Similarly, research by the London School of Economics found that Google’s Gemma model, which is used by more than half the local authorities in the UK to support social workers, downplayed women’s physical and mental issues in comparison with men’s when used to generate and summarize case notes.
Ghassemi’s MIT team found that patients whose messages contained typos, informal language or uncertain phrasing were between 7-9 percent more likely to be advised against seeking medical care by AI models used in a medical setting, against those with perfectly formatted communications, even when the clinical content was the same.
This could result in people who don’t speak English as a first language or are not comfortable in using technology being unfairly treated.
The problem of harmful biases stems partly from the data used to train LLMs. General-purpose models, such as GPT-4, Llama and Gemini, are trained using data from the internet, and the biases from those sources are therefore reflected in the responses.
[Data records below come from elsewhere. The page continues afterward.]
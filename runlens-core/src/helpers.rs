// Copyright (c) The runlens Contributors
// SPDX-License-Identifier: MIT OR Apache-2.0

//! General support code for runlens-core.

/// Utilities for pluralizing various words based on count or plurality.
pub mod plural {
    /// Returns "request" if `count` is 1, otherwise "requests".
    pub fn requests_str(count: usize) -> &'static str {
        if count == 1 { "request" } else { "requests" }
    }

    /// Returns "test" if `count` is 1, otherwise "tests".
    pub fn tests_str(count: usize) -> &'static str {
        if count == 1 { "test" } else { "tests" }
    }

    /// Returns "file" if `count` is 1, otherwise "files".
    pub fn files_str(count: usize) -> &'static str {
        if count == 1 { "file" } else { "files" }
    }

    /// Returns "attempt" if `count` is 1, otherwise "attempts".
    pub fn attempts_str(count: usize) -> &'static str {
        if count == 1 { "attempt" } else { "attempts" }
    }
}

/// Returns the key an unnamed request is known by: `METHOD URL`, without
/// surrounding whitespace when either part is empty.
pub(crate) fn method_url_key(method: &str, url: &str) -> String {
    format!("{method} {url}").trim().to_owned()
}

/// The suffix used for all durations in the result model.
pub(crate) const DURATION_SUFFIX: &str = "ms";

/// Formats a millisecond count the way the result model expects: `<n>ms`.
pub(crate) fn format_duration_ms(millis: u64) -> String {
    format!("{millis}{DURATION_SUFFIX}")
}

/// Converts a possibly fractional, possibly negative duration from the attempt
/// log into whole milliseconds.
pub(crate) fn duration_ms_from_f64(millis: f64) -> u64 {
    if millis.is_finite() && millis > 0.0 {
        millis.round() as u64
    } else {
        0
    }
}

/// Parses a duration string as milliseconds.
///
/// Accepts `<n>ms` and bare numbers. Anything else counts as zero.
pub(crate) fn parse_duration_ms(input: &str) -> u64 {
    let trimmed = input.trim();
    let number = trimmed.strip_suffix(DURATION_SUFFIX).unwrap_or(trimmed).trim();
    if let Ok(millis) = number.parse::<u64>() {
        return millis;
    }
    number.parse::<f64>().map_or(0, duration_ms_from_f64)
}

/// Returns true if the status code is in the 2xx range.
pub(crate) fn is_success_status(status_code: u16) -> bool {
    (200..300).contains(&status_code)
}
// Copyright (c) The runlens Contributors
// SPDX-License-Identifier: MIT OR Apache-2.0

use std::{error, fmt};

/// An error that occurs while running a `runlens` command.
#[derive(Debug)]
pub enum CommandError {
    /// Executing the process resulted in an error.
    Exec(std::io::Error),

    /// The command exited with a code other than [`RunlensExitCode::OK`] or
    /// [`RunlensExitCode::RUN_FAILED`].
    ///
    /// [`RunlensExitCode::OK`]: crate::RunlensExitCode::OK
    /// [`RunlensExitCode::RUN_FAILED`]: crate::RunlensExitCode::RUN_FAILED
    CommandFailed {
        /// The exit code for the process. Exit codes can be cross-referenced against
        /// [`RunlensExitCode`](crate::RunlensExitCode).
        exit_code: Option<i32>,

        /// Standard error for the process.
        stderr: Vec<u8>,
    },

    /// Error parsing JSON output.
    Json(serde_json::Error),
}

impl fmt::Display for CommandError {
    fn fmt(&self, f: &mut fmt::Formatter) -> fmt::Result {
        match self {
            Self::Exec(_) => {
                write!(f, "`runlens` process execution failed")
            }
            Self::CommandFailed { exit_code, stderr } => {
                let exit_code_str =
                    exit_code.map_or(String::new(), |code| format!(" with exit code {code}"));
                let stderr = String::from_utf8_lossy(stderr);
                write!(f, "`runlens` failed{exit_code_str}, stderr:\n{stderr}\n")
            }
            Self::Json(_) => {
                write!(f, "parsing `runlens` JSON output failed")
            }
        }
    }
}

impl error::Error for CommandError {
    fn source(&self) -> Option<&(dyn error::Error + 'static)> {
        match self {
            Self::Exec(err) => Some(err),
            Self::CommandFailed { .. } => None,
            Self::Json(err) => Some(err),
        }
    }
}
AI developers can also influence how this creeps into systems by adding safeguards after the model has been trained.
“If you’re in any situation where there’s a chance that a Reddit subforum is advising your health decisions, I don’t think that that’s a safe place to be,” said Travis Zack, adjunct professor of University of California, San Francisco, and the chief medical officer of AI medical information start-up Open Evidence.
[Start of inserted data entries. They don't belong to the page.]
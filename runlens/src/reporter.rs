// Copyright (c) The runlens Contributors
// SPDX-License-Identifier: MIT OR Apache-2.0

//! Human-readable output for a [`RunSummary`].

use itertools::Itertools;
use owo_colors::{OwoColorize, Style};
use runlens_metadata::{
    FileGroupSummary, GroupStatus, RequestResultSummary, RequestStatus, RunSummary,
};
use std::io::{self, Write};
use swrite::{SWrite, swrite};

#[derive(Debug, Default)]
struct Styles {
    count: Style,
    pass: Style,
    fail: Style,
    retry: Style,
    dim: Style,
}

impl Styles {
    fn colorize(&mut self) {
        self.count = Style::new().bold();
        self.pass = Style::new().green().bold();
        self.fail = Style::new().red().bold();
        self.retry = Style::new().magenta().bold();
        self.dim = Style::new().dimmed();
    }
}

/// Writes one line per request, with failing tests and errors underneath.
#[derive(Debug)]
pub(crate) struct HumanReporter {
    styles: Styles,
    verbose: bool,
}

impl HumanReporter {
    pub(crate) fn new(colorize: bool, verbose: bool) -> Self {
        let mut styles = Styles::default();
        if colorize {
            styles.colorize();
        }
        Self { styles, verbose }
    }

    pub(crate) fn write_summary(
        &self,
        summary: &RunSummary,
        writer: &mut dyn Write,
    ) -> io::Result<()> {
        for group in &summary.groups {
            self.write_group(group, writer)?;
        }
        writer.flush()
    }

    fn write_group(&self, group: &FileGroupSummary, writer: &mut dyn Write) -> io::Result<()> {
        writeln!(writer, "{:>12} {}", "FILE".style(self.styles.count), group.file_path)?;
        for request in &group.requests {
            self.write_request(request, writer)?;
        }

        let count = |status| {
            group
                .requests
                .iter()
                .filter(|request| request.status == status)
                .count()
        };
        let (label, style) = match group.status {
            GroupStatus::Passed => ("PASSED", self.styles.pass),
            GroupStatus::Failed => ("FAILED", self.styles.fail),
        };
        writeln!(writer, "------------")?;
        writeln!(
            writer,
            "{:>12} {} [{}]: {} {}, {} passed, {} failed, {} with failing tests",
            label.style(style),
            group.name,
            group.duration,
            group.requests.len().style(self.styles.count),
            if group.requests.len() == 1 { "request" } else { "requests" },
            count(RequestStatus::Passed).style(self.styles.count),
            count(RequestStatus::Failed).style(self.styles.count),
            count(RequestStatus::TestsFailed).style(self.styles.count),
        )
    }

    fn write_request(
        &self,
        request: &RequestResultSummary,
        writer: &mut dyn Write,
    ) -> io::Result<()> {
        let (label, style) = match request.status {
            RequestStatus::Passed => ("PASS", self.styles.pass),
            RequestStatus::Failed => ("FAIL", self.styles.fail),
            RequestStatus::TestsFailed => ("TESTS FAIL", self.styles.fail),
        };

        let mut line = request.name.clone();
        if let Some(sent) = &request.request {
            swrite!(line, " {} {}", sent.method, sent.url);
        }
        if let Some(response) = &request.response {
            swrite!(line, " -> {} {}", response.status_code, response.status_text);
        }
        writeln!(
            writer,
            "{:>12} [{:>7}] {line}{}",
            label.style(style),
            request.duration,
            self.retry_suffix(request),
        )?;

        for test in request.tests.iter().flatten() {
            if test.passed && !self.verbose {
                continue;
            }
            let marker = if test.passed { "+" } else { "-" };
            match &test.message {
                Some(message) => writeln!(writer, "{:>12}     {marker} {}: {message}", "", test.name)?,
                None => writeln!(writer, "{:>12}     {marker} {}", "", test.name)?,
            }
        }

        if request.status == RequestStatus::Failed || self.verbose {
            for line in request.error_message.iter().flat_map(|message| message.lines()) {
                writeln!(writer, "{:>12}     {}", "", line.style(self.styles.dim))?;
            }
        }

        if self.verbose
            && let Some(retry_info) = &request.retry_info
            && retry_info.was_retried
        {
            for attempt in &retry_info.attempts {
                let status = attempt
                    .status_code
                    .map_or_else(|| "no response".to_owned(), |code| code.to_string());
                writeln!(
                    writer,
                    "{:>12}     attempt {}: {status} [{}]",
                    "", attempt.attempt_number, attempt.duration,
                )?;
            }
        }

        Ok(())
    }

    fn retry_suffix(&self, request: &RequestResultSummary) -> String {
        let Some(retry_info) = request.retry_info.as_ref().filter(|info| info.was_retried) else {
            return String::new();
        };
        let parts = std::iter::once(format!("{} attempts", retry_info.actual_attempts))
            .chain(retry_info.strategy_name.clone())
            .join(", ");
        format!(" ({})", parts.style(self.styles.retry))
    }
}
In a study last year, Zack and his team found that GPT-4 did not take into account the demographic diversity of medical conditions, and tended to stereotype certain races, ethnicities and genders.
Researchers warned that AI tools can reinforce patterns of under-treatment that already exist in the healthcare sector, as data in health research is often heavily skewed towards men, and women’s health issues, for example, face chronic underfunding and research.
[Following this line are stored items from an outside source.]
// Copyright (c) The runlens Contributors
// SPDX-License-Identifier: MIT OR Apache-2.0

//! Positional attribution of test cases to requests.
//!
//! The runner's report carries no link between a test case and the request it
//! checks. It does emit inline test cases in the order requests appear in the
//! source file, followed by any custom tests. Given the number of inline test
//! directives each request declares, the first `Σ count` cases of a suite are
//! handed out to requests in file order, and everything after that is custom.
//!
//! If the runner ever emits an explicit request-to-test link, this heuristic
//! should be retired in favour of it.

use super::parse::{ParsedCase, ParsedSuite};
use crate::{directives::RequestDirective, helpers::plural};
use indexmap::IndexMap;
use runlens_metadata::TestSource;
use tracing::debug;

/// The reserved key for tests that are not attributed to any single request.
pub const GLOBAL_TESTS_KEY: &str = "$custom";

/// A test case attributed to a request or to the custom bucket.
#[derive(Clone, Debug, PartialEq, Eq)]
pub struct AttributedTest {
    /// The test case name.
    pub name: String,

    /// Whether the test passed.
    pub passed: bool,

    /// The failure message, if any.
    pub message: Option<String>,

    /// Whether the test was attributed to a request or to the custom bucket.
    pub source: TestSource,
}

impl AttributedTest {
    fn new(case: ParsedCase, source: TestSource) -> Self {
        Self {
            name: case.name,
            passed: case.passed,
            message: case.message,
            source,
        }
    }
}

/// Attributed tests for one run, keyed by request name.
#[derive(Clone, Debug, Default, PartialEq, Eq)]
pub struct TestAttribution {
    by_request: IndexMap<String, Vec<AttributedTest>>,
    global: Vec<AttributedTest>,
}

impl TestAttribution {
    /// Returns the tests for a request name, or for [`GLOBAL_TESTS_KEY`].
    pub fn get(&self, key: &str) -> &[AttributedTest] {
        if key == GLOBAL_TESTS_KEY {
            return &self.global;
        }
        self.by_request.get(key).map_or(&[][..], Vec::as_slice)
    }

    /// Returns the tests attributed to the given request.
    pub fn for_request(&self, name: &str) -> &[AttributedTest] {
        self.by_request.get(name).map_or(&[][..], Vec::as_slice)
    }

    /// Returns the tests not attributed to any single request.
    pub fn global(&self) -> &[AttributedTest] {
        &self.global
    }

    /// Iterates over `(key, tests)` pairs, requests first in attribution order,
    /// then the global bucket under [`GLOBAL_TESTS_KEY`] if it is non-empty.
    pub fn iter(&self) -> impl Iterator<Item = (&str, &[AttributedTest])> {
        let global = (!self.global.is_empty()).then_some((GLOBAL_TESTS_KEY, self.global.as_slice()));
        self.by_request
            .iter()
            .map(|(key, tests)| (key.as_str(), tests.as_slice()))
            .chain(global)
    }

    /// Returns the number of inline (request-attributed) tests.
    pub fn inline_count(&self) -> usize {
        self.by_request.values().map(Vec::len).sum()
    }

    /// Returns true if no tests were attributed at all.
    pub fn is_empty(&self) -> bool {
        self.by_request.is_empty() && self.global.is_empty()
    }

    /// Adds a test under `key`, which is either a request name or
    /// [`GLOBAL_TESTS_KEY`].
    pub fn insert(&mut self, key: &str, test: AttributedTest) {
        if key == GLOBAL_TESTS_KEY {
            self.global.push(test);
        } else {
            self.by_request.entry(key.to_owned()).or_default().push(test);
        }
    }

    fn push_inline(&mut self, request: &str, case: ParsedCase) {
        self.by_request
            .entry(request.to_owned())
            .or_default()
            .push(AttributedTest::new(case, TestSource::Inline));
    }

    fn push_global(&mut self, case: ParsedCase) {
        self.global.push(AttributedTest::new(case, TestSource::Csx));
    }
}

/// Attributes the cases of every suite in a report.
///
/// `directives` lists the requests of the source file in file order.
pub(super) fn attribute_suites(
    suites: Vec<ParsedSuite>,
    directives: &[RequestDirective],
    custom_suite_marker: &str,
) -> TestAttribution {
    // One slot per inline test, naming the request that owns it: counts
    // [2, 1] for requests a and b become [a, a, b].
    let slots: Vec<String> = directives
        .iter()
        .flat_map(|directive| std::iter::repeat_n(directive.key(), directive.effective_count()))
        .collect();

    let mut attribution = TestAttribution::default();
    // Slots are shared across suites so a run never has more inline tests
    // than directives.
    let mut next_slot = 0;

    for suite in suites {
        if suite.cases.is_empty() {
            debug!("skipping test suite `{}` with no test cases", suite.name);
            continue;
        }

        if !custom_suite_marker.is_empty() && suite.name.contains(custom_suite_marker) {
            suite
                .cases
                .into_iter()
                .for_each(|case| attribution.push_global(case));
            continue;
        }

        if slots.is_empty() {
            debug!(
                "no request declares test directives: attributing {} {} in suite `{}` \
                 to custom tests",
                suite.cases.len(),
                plural::tests_str(suite.cases.len()),
                suite.name,
            );
            suite
                .cases
                .into_iter()
                .for_each(|case| attribution.push_global(case));
            continue;
        }

        for case in suite.cases {
            match slots.get(next_slot) {
                Some(owner) => {
                    next_slot += 1;
                    attribution.push_inline(owner, case);
                }
                None => attribution.push_global(case),
            }
        }
    }

    attribution
}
OpenAI said many studies evaluated an older model of GPT-4, and the company had improved accuracy since its launch. It had teams working on reducing harmful or misleading outputs, with a particular focus on health. The company said it also worked with external clinicians and researchers to evaluate its models, stress test their behavior and identify risks.
The group has also developed a benchmark together with physicians to assess LLM capabilities in health, which takes into account user queries of varying styles, levels of relevance and detail.
Google said it took model bias “extremely seriously” and was developing privacy techniques that can sanitise sensitive datasets and develop safeguards against bias and discrimination.
Researchers have suggested that one way to reduce medical bias in AI is to identify what data sets should not be used for training in the first place, and then train on diverse and more representative health data sets.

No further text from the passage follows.